Canada appears to be outpacing the U.S. in terms of implementing traceability. On June 2, the Canadian Food Inspection Agency (CFIA) published a discussion document outlining in general terms proposed regulatory mechanisms for product traceability as well as for licensing, preventive control measures, foreign inspections, and foreign regulatory systems equivalency. According to “A New Regulatory Framework for Federal Food Inspection,” Canada will implement “at a minimum” the international standard for traceability established by the Codex Alimentarius Commission—namely recordkeeping to identify product movement one step forward and one step back in the supply chain. Retailers who are covered by the regulation would not be required to trace food products sold to the final consumer, however.
“The question is whether Canada can draw the rest of the world in traceability.”
—•David Acheson, MD, director of the food and import safety practice, Leavitt Partners
“There is a big opportunity for Canada under the Safe Food for Canadians Act to move forward more quickly than the U.S. on traceability standards,” Henry says. “They can put a stake in the ground and state, ‘This is what we will require from anyone moving product into my country or [from product that is] domestically produced.’”
Cameron Prince, vice president for inspection modernization at the CFIA, says implementation of the traceability regulation is “fairly imminent in terms of how bureaucracy goes” with a final regulation expected by the end of 2014 or in early 2015. “It would be naïve to say this will be nice and smooth because there are many perspectives on this,” Prince told the Food Safety Summit. “Some industry players say they don’t want the long arm of the government involved directly with information like that and prefer the government to have just an oversight role. Others want to see more rigorous traceability standards in place. So the debate is just beginning.” Combined with an already established identification framework for beef and pork, the traceability mechanism would create a “farm-to-fork approach,” according to Prince. “It’s a broad vision and many countries share that vision. The question is how to get there.”
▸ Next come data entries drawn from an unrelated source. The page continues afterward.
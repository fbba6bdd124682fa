//! Event system for storage operations
//!
//! Services emit an event after every successful write (and after each
//! trend build) so listeners can audit or invalidate caches without being
//! wired into the write path.

use std::sync::Arc;
use tokio::sync::broadcast;
use tracing::{debug, info, trace};

use crate::trend::TrendScope;

/// Storage events emitted by services
#[derive(Debug, Clone, PartialEq)]
pub enum StorageEvent {
    // Hierarchy events
    LevelCreated {
        id: String,
        name: String,
        position: i64,
    },
    LevelMoved {
        id: String,
        position: i64,
    },
    LevelDeleted {
        id: String,
        position: i64,
    },

    // Survey events
    SurveyDataImported {
        sessions: u64,
        responses: u64,
    },
    SessionCompleted {
        id: String,
    },

    // Read-side events
    TrendBuilt {
        scope: TrendScope,
        periods: usize,
        dimensions: usize,
        skipped: usize,
    },
}

/// Trait for event listeners
pub trait EventListener: Send + Sync {
    /// Handle an event
    fn on_event(&self, event: &StorageEvent);
}

/// Event bus for broadcasting storage events
pub struct EventBus {
    sender: broadcast::Sender<StorageEvent>,
}

impl EventBus {
    /// Create a new event bus with default capacity
    pub fn new() -> Self {
        Self::with_capacity(1024)
    }

    /// Create a new event bus with specified capacity
    pub fn with_capacity(capacity: usize) -> Self {
        let (sender, _) = broadcast::channel(capacity);
        Self { sender }
    }

    /// Emit an event to all subscribers
    pub fn emit(&self, event: StorageEvent) {
        trace!(event = ?event, "Emitting storage event");
        // No subscribers is fine
        let _ = self.sender.send(event);
    }

    /// Subscribe to events
    pub fn subscribe(&self) -> broadcast::Receiver<StorageEvent> {
        self.sender.subscribe()
    }

    /// Get the number of active subscribers
    pub fn subscriber_count(&self) -> usize {
        self.sender.receiver_count()
    }
}

impl Default for EventBus {
    fn default() -> Self {
        Self::new()
    }
}

/// Logging event listener for audit trails
pub struct LoggingEventListener;

impl EventListener for LoggingEventListener {
    fn on_event(&self, event: &StorageEvent) {
        match event {
            StorageEvent::LevelCreated { id, name, position } => {
                info!(id = %id, name = %name, position, "Hierarchy level created");
            }
            StorageEvent::LevelMoved { id, position } => {
                info!(id = %id, position, "Hierarchy level moved");
            }
            StorageEvent::LevelDeleted { id, position } => {
                info!(id = %id, position, "Hierarchy level deleted");
            }
            StorageEvent::TrendBuilt { skipped, scope, .. } if *skipped > 0 => {
                info!(scope = %scope, skipped, "Trend built with skipped rows");
            }
            _ => {
                trace!(event = ?event, "Storage event");
            }
        }
    }
}

/// Spawn a background task that logs all events until the bus is dropped
pub fn spawn_logging_listener(event_bus: Arc<EventBus>) -> tokio::task::JoinHandle<()> {
    let mut receiver = event_bus.subscribe();
    let listener = LoggingEventListener;

    tokio::spawn(async move {
        loop {
            match receiver.recv().await {
                Ok(event) => listener.on_event(&event),
                Err(broadcast::error::RecvError::Lagged(n)) => {
                    debug!(skipped = n, "Event listener lagged, skipped events");
                }
                Err(broadcast::error::RecvError::Closed) => {
                    debug!("Event bus closed, stopping listener");
                    break;
                }
            }
        }
    })
}
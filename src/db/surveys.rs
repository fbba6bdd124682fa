//! Users, teams, dimensions, sessions and responses
//!
//! These tables are the row source for trend pivots. Inserts come in bulk
//! through `import_fixture`, which loads a whole `SurveyFixture` in a single
//! transaction.

use rusqlite::{params, Connection, Transaction, TransactionBehavior};
use serde::{Deserialize, Serialize};
use tracing::info;

use crate::error::StorageError;

/// Lifecycle of a health-check session
#[derive(Debug, Clone, Copy, PartialEq, Eq, Default, Serialize, Deserialize)]
#[serde(rename_all = "snake_case")]
pub enum SessionStatus {
    Draft,
    #[default]
    Active,
    Completed,
}

impl SessionStatus {
    pub fn as_str(&self) -> &'static str {
        match self {
            SessionStatus::Draft => "draft",
            SessionStatus::Active => "active",
            SessionStatus::Completed => "completed",
        }
    }
}

#[derive(Debug, Clone, Serialize, Deserialize)]
pub struct UserInput {
    pub id: String,
    pub name: String,
    #[serde(default)]
    pub supervisor_id: Option<String>,
    #[serde(default)]
    pub hierarchy_level_id: Option<String>,
}

#[derive(Debug, Clone, Serialize, Deserialize)]
pub struct TeamInput {
    pub id: String,
    pub name: String,
    /// Users who directly supervise this team
    #[serde(default)]
    pub supervisors: Vec<String>,
}

#[derive(Debug, Clone, Serialize, Deserialize)]
pub struct DimensionInput {
    pub id: String,
    pub name: String,
    #[serde(default)]
    pub description: Option<String>,
}

#[derive(Debug, Clone, Serialize, Deserialize)]
pub struct SessionInput {
    pub id: String,
    pub team_id: String,
    #[serde(default)]
    pub assessment_period: Option<String>,
    #[serde(default)]
    pub status: SessionStatus,
}

#[derive(Debug, Clone, Serialize, Deserialize)]
pub struct ResponseInput {
    pub session_id: String,
    pub user_id: String,
    pub dimension_id: String,
    pub score: i64,
    #[serde(default)]
    pub comment: Option<String>,
}

/// A batch of survey data, as loaded by the `import` command
#[derive(Debug, Clone, Default, Serialize, Deserialize)]
pub struct SurveyFixture {
    #[serde(default)]
    pub users: Vec<UserInput>,
    #[serde(default)]
    pub teams: Vec<TeamInput>,
    #[serde(default)]
    pub dimensions: Vec<DimensionInput>,
    #[serde(default)]
    pub sessions: Vec<SessionInput>,
    #[serde(default)]
    pub responses: Vec<ResponseInput>,
}

/// Counts of rows written by an import
#[derive(Debug, Clone, Default, PartialEq, Serialize)]
pub struct ImportSummary {
    pub users: u64,
    pub teams: u64,
    pub dimensions: u64,
    pub sessions: u64,
    pub responses: u64,
}

/// Insert every record in `fixture`, all or nothing.
///
/// Users are inserted before supervisor links are set, so a fixture may
/// list a user before their supervisor.
pub fn import_fixture(conn: &mut Connection, fixture: &SurveyFixture) -> Result<ImportSummary, StorageError> {
    let tx = conn.transaction_with_behavior(TransactionBehavior::Immediate)?;
    let mut summary = ImportSummary::default();

    for user in &fixture.users {
        tx.execute(
            "INSERT INTO users (id, name) VALUES (?, ?)",
            params![user.id, user.name],
        ).map_err(|e| StorageError::query(format!("User insert failed ({})", user.id), e))?;
        summary.users += 1;
    }
    for user in &fixture.users {
        link_user(&tx, user)?;
    }

    for team in &fixture.teams {
        insert_team(&tx, team)?;
        summary.teams += 1;
    }

    for dimension in &fixture.dimensions {
        tx.execute(
            "INSERT INTO dimensions (id, name, description) VALUES (?, ?, ?)",
            params![dimension.id, dimension.name, dimension.description],
        ).map_err(|e| StorageError::query(format!("Dimension insert failed ({})", dimension.id), e))?;
        summary.dimensions += 1;
    }

    for session in &fixture.sessions {
        insert_session(&tx, session)?;
        summary.sessions += 1;
    }

    for response in &fixture.responses {
        record_response(&tx, response)?;
        summary.responses += 1;
    }

    tx.commit()
        .map_err(|e| StorageError::query("Commit failed", e))?;

    info!(
        users = summary.users,
        teams = summary.teams,
        sessions = summary.sessions,
        responses = summary.responses,
        "Imported survey data"
    );
    Ok(summary)
}

fn link_user(tx: &Transaction, user: &UserInput) -> Result<(), StorageError> {
    if user.supervisor_id.is_none() && user.hierarchy_level_id.is_none() {
        return Ok(());
    }
    tx.execute(
        "UPDATE users SET supervisor_id = ?, hierarchy_level_id = ? WHERE id = ?",
        params![user.supervisor_id, user.hierarchy_level_id, user.id],
    ).map_err(|e| StorageError::query(format!("User link failed ({})", user.id), e))?;
    Ok(())
}

fn insert_team(tx: &Transaction, team: &TeamInput) -> Result<(), StorageError> {
    tx.execute(
        "INSERT INTO teams (id, name) VALUES (?, ?)",
        params![team.id, team.name],
    ).map_err(|e| StorageError::query(format!("Team insert failed ({})", team.id), e))?;

    for user_id in &team.supervisors {
        tx.execute(
            "INSERT OR IGNORE INTO team_supervisors (team_id, user_id) VALUES (?, ?)",
            params![team.id, user_id],
        ).map_err(|e| StorageError::query(format!("Supervisor insert failed ({})", team.id), e))?;
    }
    Ok(())
}

fn insert_session(tx: &Transaction, session: &SessionInput) -> Result<(), StorageError> {
    let completed = session.status == SessionStatus::Completed;
    tx.execute(
        r#"
        INSERT INTO sessions (id, team_id, assessment_period, status, completed_at)
        VALUES (?1, ?2, ?3, ?4, CASE WHEN ?5 THEN datetime('now') END)
        "#,
        params![
            session.id,
            session.team_id,
            session.assessment_period,
            session.status.as_str(),
            completed,
        ],
    ).map_err(|e| StorageError::query(format!("Session insert failed ({})", session.id), e))?;
    Ok(())
}

/// Store one user's score for a dimension, replacing an earlier answer
pub fn record_response(conn: &Connection, response: &ResponseInput) -> Result<(), StorageError> {
    conn.execute(
        r#"
        INSERT OR REPLACE INTO responses (session_id, user_id, dimension_id, score, comment)
        VALUES (?, ?, ?, ?, ?)
        "#,
        params![
            response.session_id,
            response.user_id,
            response.dimension_id,
            response.score,
            response.comment,
        ],
    ).map_err(|e| StorageError::query(format!("Response insert failed ({})", response.session_id), e))?;
    Ok(())
}

/// Mark a session completed so it counts towards trends
pub fn complete_session(conn: &Connection, session_id: &str) -> Result<(), StorageError> {
    let changes = conn.execute(
        "UPDATE sessions SET status = 'completed', completed_at = datetime('now') WHERE id = ?",
        params![session_id],
    )?;
    if changes == 0 {
        return Err(StorageError::NotFound(format!("session {}", session_id)));
    }
    Ok(())
}
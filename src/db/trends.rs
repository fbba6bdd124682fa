//! Scoped trend queries
//!
//! Both queries share a `scoped_teams` CTE, so a team trend and a manager
//! trend differ only in which teams are in scope. A manager's scope is every
//! team supervised by the manager or by anyone below them in the
//! `users.supervisor_id` chain.
//!
//! Only completed sessions with a non-empty `assessment_period` count.
//! Periods are ordered by plain string comparison, so labels must sort
//! chronologically (`2024-H1` < `2024-H2` < `2025-H1`).

use rusqlite::{params, Connection, Row};

use crate::cancel::CancelToken;
use crate::error::StorageError;
use crate::trend::{SkippedRow, TrendQuery, TrendRow, TrendScope, TrendSource};

const TEAM_SCOPE: &str = r#"
WITH scoped_teams(team_id) AS (SELECT ?1)
"#;

const MANAGER_SCOPE: &str = r#"
WITH RECURSIVE chain(user_id) AS (
    SELECT ?1
    UNION
    SELECT u.id FROM users u JOIN chain c ON u.supervisor_id = c.user_id
),
scoped_teams(team_id) AS (
    SELECT DISTINCT ts.team_id
    FROM team_supervisors ts
    JOIN chain c ON c.user_id = ts.user_id
)
"#;

const PERIODS_QUERY: &str = r#"
SELECT DISTINCT s.assessment_period
FROM sessions s
JOIN scoped_teams st ON st.team_id = s.team_id
WHERE s.status = 'completed'
  AND s.assessment_period IS NOT NULL
  AND s.assessment_period != ''
ORDER BY s.assessment_period
"#;

const TRENDS_QUERY: &str = r#"
SELECT r.dimension_id AS dimension_id,
       s.assessment_period AS period,
       AVG(r.score) AS average
FROM responses r
JOIN sessions s ON s.id = r.session_id
JOIN scoped_teams st ON st.team_id = s.team_id
WHERE s.status = 'completed'
  AND s.assessment_period IS NOT NULL
  AND s.assessment_period != ''
GROUP BY r.dimension_id, s.assessment_period
ORDER BY r.dimension_id, s.assessment_period
"#;

/// Prefix `body` with the CTE for `scope`; returns the SQL and its bound id
fn scoped_sql<'a>(scope: &'a TrendScope, body: &str) -> (String, &'a str) {
    match scope {
        TrendScope::Team(id) => (format!("{}{}", TEAM_SCOPE, body), id.as_str()),
        TrendScope::Manager(id) => (format!("{}{}", MANAGER_SCOPE, body), id.as_str()),
    }
}

fn trend_row_from(row: &Row) -> Result<TrendRow, rusqlite::Error> {
    Ok(TrendRow {
        dimension_id: row.get("dimension_id")?,
        period: row.get("period")?,
        average: row.get("average")?,
    })
}

impl TrendSource for Connection {
    fn periods(
        &self,
        scope: &TrendScope,
        cancel: &CancelToken,
    ) -> Result<Vec<Result<String, SkippedRow>>, StorageError> {
        let (sql, scope_id) = scoped_sql(scope, PERIODS_QUERY);
        let mut stmt = self
            .prepare(&sql)
            .map_err(|e| StorageError::query("Prepare failed", e))?;

        let mut rows = stmt.query(params![scope_id])?;
        let mut periods = Vec::new();
        while let Some(row) = rows.next()? {
            cancel.check("reading periods")?;
            let ordinal = periods.len();
            periods.push(row.get::<_, String>(0).map_err(|e| SkippedRow {
                query: TrendQuery::Periods,
                row: ordinal,
                reason: e.to_string(),
            }));
        }

        Ok(periods)
    }

    fn trend_rows(
        &self,
        scope: &TrendScope,
        cancel: &CancelToken,
    ) -> Result<Vec<Result<TrendRow, SkippedRow>>, StorageError> {
        let (sql, scope_id) = scoped_sql(scope, TRENDS_QUERY);
        let mut stmt = self
            .prepare(&sql)
            .map_err(|e| StorageError::query("Prepare failed", e))?;

        // Stepping errors abort; decode errors only skip the row
        let mut rows = stmt.query(params![scope_id])?;
        let mut out = Vec::new();
        while let Some(row) = rows.next()? {
            cancel.check("reading trend rows")?;
            let ordinal = out.len();
            out.push(trend_row_from(row).map_err(|e| SkippedRow {
                query: TrendQuery::Trends,
                row: ordinal,
                reason: e.to_string(),
            }));
        }

        Ok(out)
    }
}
But whether Canada’s traceability mechanism will become the de facto international standard remains to be seen. “The question is whether Canada can draw the rest of the world in traceability,” says Acheson. “Typically, they haven’t been able to [influence the world] because they are too small. Europe and the U.S. could, but for Canada, maybe, maybe not.”
Mutual Recognition
Australia’s Parker ties growth in world food trade with the way governments cooperate and recognize each other’s food safety systems. “This is no small body of work by any stretch of the imagination. But we see the Food Safety Modernization Act as an opportunity for us to work with FDA and, through some of those issues, work out exactly what each of our systems should be doing to provide confidence in both countries over their food safety systems,” he says.
“The additional audits mandated by FSMA may be viewed by some in industry as regulatory duplication,” Parker explains. “Accordingly, Australia is working with the FDA and the outcome we are hoping for is for simplified compliance arrangements under which Australia’s regulatory system is recognized, similar to how New Zealand’s regulatory system is recognized by the FDA.”
This is in reference to the fact that, in December 2012, the FDA and New Zealand regulators signed a voluntary “systems recognition agreement” acknowledging that each other’s food safety system provides “comparable” levels of safety assurances. Expected benefits from this first-ever arrangement will include enhanced information sharing to allow food products to be imported without duplicated inspections.